▸ Records to process:
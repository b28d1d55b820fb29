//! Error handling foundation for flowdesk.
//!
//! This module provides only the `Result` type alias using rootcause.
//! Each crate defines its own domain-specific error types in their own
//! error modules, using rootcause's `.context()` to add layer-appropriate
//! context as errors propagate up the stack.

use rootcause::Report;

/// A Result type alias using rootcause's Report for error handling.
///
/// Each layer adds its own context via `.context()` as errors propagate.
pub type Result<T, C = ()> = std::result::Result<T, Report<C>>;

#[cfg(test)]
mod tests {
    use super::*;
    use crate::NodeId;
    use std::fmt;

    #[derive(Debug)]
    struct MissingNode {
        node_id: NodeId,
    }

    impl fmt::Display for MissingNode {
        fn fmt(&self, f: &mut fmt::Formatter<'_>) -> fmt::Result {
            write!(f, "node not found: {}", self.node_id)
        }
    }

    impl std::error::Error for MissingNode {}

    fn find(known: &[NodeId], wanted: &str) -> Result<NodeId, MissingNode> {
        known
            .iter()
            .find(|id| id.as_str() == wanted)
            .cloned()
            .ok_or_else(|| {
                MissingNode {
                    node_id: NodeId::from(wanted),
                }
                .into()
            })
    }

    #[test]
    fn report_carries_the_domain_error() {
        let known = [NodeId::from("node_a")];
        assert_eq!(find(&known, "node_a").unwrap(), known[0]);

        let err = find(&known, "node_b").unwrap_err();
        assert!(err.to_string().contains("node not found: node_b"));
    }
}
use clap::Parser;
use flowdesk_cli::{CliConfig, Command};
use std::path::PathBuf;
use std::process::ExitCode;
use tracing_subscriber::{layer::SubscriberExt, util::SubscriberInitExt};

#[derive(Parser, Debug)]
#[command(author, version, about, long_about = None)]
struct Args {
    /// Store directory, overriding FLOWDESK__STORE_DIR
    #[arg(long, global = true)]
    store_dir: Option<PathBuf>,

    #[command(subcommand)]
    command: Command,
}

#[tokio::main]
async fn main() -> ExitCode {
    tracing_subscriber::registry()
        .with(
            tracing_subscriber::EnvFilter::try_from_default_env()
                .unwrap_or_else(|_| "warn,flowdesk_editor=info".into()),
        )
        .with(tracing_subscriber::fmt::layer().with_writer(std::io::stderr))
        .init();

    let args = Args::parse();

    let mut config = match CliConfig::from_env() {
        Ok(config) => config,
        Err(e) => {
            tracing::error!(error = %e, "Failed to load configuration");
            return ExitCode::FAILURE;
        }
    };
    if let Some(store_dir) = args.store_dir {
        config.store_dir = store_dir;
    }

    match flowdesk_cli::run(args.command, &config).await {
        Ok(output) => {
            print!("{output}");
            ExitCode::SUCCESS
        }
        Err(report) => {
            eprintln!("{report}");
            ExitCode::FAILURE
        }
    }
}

▸ Activity: Output the entire listing exactly as written.

▸ Solution for this task:
repository b28d1d55b820fb29
//! Error handling foundation for flowdesk.
//!
//! This module provides only the `Result` type alias using rootcause.
//! Each crate defines its own domain-specific error types in their own
//! error modules, using rootcause's `.context()` to add layer-appropriate
//! context as errors propagate up the stack.

use rootcause::Report;

/// A Result type alias using rootcause's Report for error handling.
///
/// Each layer adds its own context via `.context()` as errors propagate.
pub type Result<T, C = ()> = std::result::Result<T, Report<C>>;

#[cfg(test)]
mod tests {
    use super::*;
    use crate::NodeId;
    use std::fmt;

    #[derive(Debug)]
    struct MissingNode {
        node_id: NodeId,
    }

    impl fmt::Display for MissingNode {
        fn fmt(&self, f: &mut fmt::Formatter<'_>) -> fmt::Result {
            write!(f, "node not found: {}", self.node_id)
        }
    }

    impl std::error::Error for MissingNode {}

    fn find(known: &[NodeId], wanted: &str) -> Result<NodeId, MissingNode> {
        known
            .iter()
            .find(|id| id.as_str() == wanted)
            .cloned()
            .ok_or_else(|| {
                MissingNode {
                    node_id: NodeId::from(wanted),
                }
                .into()
            })
    }

    #[test]
    fn report_carries_the_domain_error() {
        let known = [NodeId::from("node_a")];
        assert_eq!(find(&known, "node_a").unwrap(), known[0]);

        let err = find(&known, "node_b").unwrap_err();
        assert!(err.to_string().contains("node not found: node_b"));
    }
}
use clap::Parser;
use flowdesk_cli::{CliConfig, Command};
use std::path::PathBuf;
use std::process::ExitCode;
use tracing_subscriber::{layer::SubscriberExt, util::SubscriberInitExt};

#[derive(Parser, Debug)]
#[command(author, version, about, long_about = None)]
struct Args {
    /// Store directory, overriding FLOWDESK__STORE_DIR
    #[arg(long, global = true)]
    store_dir: Option<PathBuf>,

    #[command(subcommand)]
    command: Command,
}

#[tokio::main]
async fn main() -> ExitCode {
    tracing_subscriber::registry()
        .with(
            tracing_subscriber::EnvFilter::try_from_default_env()
                .unwrap_or_else(|_| "warn,flowdesk_editor=info".into()),
        )
        .with(tracing_subscriber::fmt::layer().with_writer(std::io::stderr))
        .init();

    let args = Args::parse();

    let mut config = match CliConfig::from_env() {
        Ok(config) => config,
        Err(e) => {
            tracing::error!(error = %e, "Failed to load configuration");
            return ExitCode::FAILURE;
        }
    };
    if let Some(store_dir) = args.store_dir {
        config.store_dir = store_dir;
    }

    match flowdesk_cli::run(args.command, &config).await {
        Ok(output) => {
            print!("{output}");
            ExitCode::SUCCESS
        }
        Err(report) => {
            eprintln!("{report}");
            ExitCode::FAILURE
        }
    }
}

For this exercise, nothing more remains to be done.